━━ SOURCE DATA ━━
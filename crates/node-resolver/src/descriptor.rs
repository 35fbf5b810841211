//! Node descriptor trait and link-time registration
//!
//! Node implementations describe themselves through [`NodeDescriptor`]: the
//! type that implements the resolver also produces the node type definition,
//! so there is a single source of truth for ports and behaviour.
//!
//! Crates that ship node or port types register them with `inventory`:
//!
//! ```ignore
//! inventory::submit!(node_resolver::DescriptorFn(AddNode::definition));
//! inventory::submit!(node_resolver::PortTypeFn(number_port));
//! ```
//!
//! `NodeTypeCatalog::with_builtins()` and `PortTypeCatalog::with_builtins()`
//! then pick up everything linked into the binary.

use crate::catalog::NodeTypeDefinition;
use crate::ports::PortTypeDefinition;

/// Trait for node implementations that can describe their node type
///
/// # Example
///
/// ```ignore
/// impl NodeDescriptor for AddNode {
///     fn definition() -> NodeTypeDefinition {
///         NodeTypeDefinition::new("add", "Add")
///             .with_inputs(vec![number.port_named("a", "A"), number.port_named("b", "B")])
///             .with_outputs(vec![number.port_named("sum", "Sum")])
///             .with_resolver(Arc::new(AddNode))
///     }
/// }
/// ```
pub trait NodeDescriptor {
    /// Build the node type definition for this node
    fn definition() -> NodeTypeDefinition
    where
        Self: Sized;
}

/// Link-time registration of a node type
pub struct DescriptorFn(pub fn() -> NodeTypeDefinition);

inventory::collect!(DescriptorFn);

/// Link-time registration of a port type
pub struct PortTypeFn(pub fn() -> PortTypeDefinition);

inventory::collect!(PortTypeFn);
━━━
TO DO ->
Output the complete data verbatim.

TASK ANSWER ->
filename crates/node-resolver/src/descriptor.rs
repository 35fbf5b810841211
//! Node descriptor trait and link-time registration
//!
//! Node implementations describe themselves through [`NodeDescriptor`]: the
//! type that implements the resolver also produces the node type definition,
//! so there is a single source of truth for ports and behaviour.
//!
//! Crates that ship node or port types register them with `inventory`:
//!
//! ```ignore
//! inventory::submit!(node_resolver::DescriptorFn(AddNode::definition));
//! inventory::submit!(node_resolver::PortTypeFn(number_port));
//! ```
//!
//! `NodeTypeCatalog::with_builtins()` and `PortTypeCatalog::with_builtins()`
//! then pick up everything linked into the binary.

use crate::catalog::NodeTypeDefinition;
use crate::ports::PortTypeDefinition;

/// Trait for node implementations that can describe their node type
///
/// # Example
///
/// ```ignore
/// impl NodeDescriptor for AddNode {
///     fn definition() -> NodeTypeDefinition {
///         NodeTypeDefinition::new("add", "Add")
///             .with_inputs(vec![number.port_named("a", "A"), number.port_named("b", "B")])
///             .with_outputs(vec![number.port_named("sum", "Sum")])
///             .with_resolver(Arc::new(AddNode))
///     }
/// }
/// ```
pub trait NodeDescriptor {
    /// Build the node type definition for this node
    fn definition() -> NodeTypeDefinition
    where
        Self: Sized;
}

/// Link-time registration of a node type
pub struct DescriptorFn(pub fn() -> NodeTypeDefinition);

inventory::collect!(DescriptorFn);

/// Link-time registration of a port type
pub struct PortTypeFn(pub fn() -> PortTypeDefinition);

inventory::collect!(PortTypeFn);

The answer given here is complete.